## Task requirements
Check every line of the entries that follow, and copy the ones containing "font".

Saved data entries
*****
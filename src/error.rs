//! Structured error types for mathview.
//!
//! Every failure the controller can observe maps to one variant here. Only
//! `Init` (and `Dom` during startup) is fatal; everything else is routed to
//! the on-page error display.

/// All errors that can occur while previewing or exporting a formula.
#[derive(Debug, Clone, PartialEq, Eq, thiserror::Error)]
pub enum PreviewError {
    /// The rendering engine failed to load or initialise its font.
    #[error("Engine initialisation failed: {0}")]
    Init(String),

    /// The engine rejected the formula text.
    ///
    /// The message is shown to the user verbatim, so it carries no prefix.
    #[error("{0}")]
    Render(String),

    /// The export format selector held a value we cannot produce.
    #[error("{0} not supported")]
    UnsupportedFormat(String),

    /// Converting the offscreen surface into an image file failed.
    #[error("Image encoding failed: {0}")]
    ExportEncoding(String),

    /// The hosting document reported a failed insertion.
    #[error("Insertion failed: {0}")]
    Host(String),

    /// A required element was missing or a DOM call failed.
    #[error("DOM error: {0}")]
    Dom(String),
}

/// Convenience alias used throughout the crate.
pub type Result<T> = std::result::Result<T, PreviewError>;

impl PreviewError {
    /// Whether the page can keep running after this error.
    pub fn is_recoverable(&self) -> bool {
        !matches!(self, Self::Init(_))
    }
}

#[cfg(target_arch = "wasm32")]
impl From<PreviewError> for wasm_bindgen::JsValue {
    fn from(e: PreviewError) -> Self {
        wasm_bindgen::JsValue::from_str(&e.to_string())
    }
}

/// Render an arbitrary thrown JS value as a message.
///
/// Engines built with wasm-bindgen throw plain strings; anything else falls
/// back to its debug representation.
#[cfg(target_arch = "wasm32")]
pub(crate) fn js_message(value: &wasm_bindgen::JsValue) -> String {
    use wasm_bindgen::JsCast;

    if let Some(text) = value.as_string() {
        return text;
    }
    if let Some(error) = value.dyn_ref::<js_sys::Error>() {
        return String::from(error.message());
    }
    format!("{value:?}")
}

#[cfg(test)]
#[allow(clippy::unwrap_used)]
mod tests {
    use super::*;

    #[test]
    fn unsupported_format_names_the_value() {
        let err = PreviewError::UnsupportedFormat("tiff".to_string());
        assert_eq!(err.to_string(), "tiff not supported");
    }

    #[test]
    fn render_message_is_verbatim() {
        let err = PreviewError::Render("Parse Error : unexpected end of input".to_string());
        assert_eq!(err.to_string(), "Parse Error : unexpected end of input");
    }

    #[test]
    fn only_init_is_fatal() {
        assert!(!PreviewError::Init("no font".into()).is_recoverable());
        assert!(PreviewError::Render("x".into()).is_recoverable());
        assert!(PreviewError::ExportEncoding("x".into()).is_recoverable());
        assert!(PreviewError::Dom("x".into()).is_recoverable());
    }
}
*****
## Reply to the exercise
    /// The rendering engine failed to load or initialise its font.
        assert!(!PreviewError::Init("no font".into()).is_recoverable());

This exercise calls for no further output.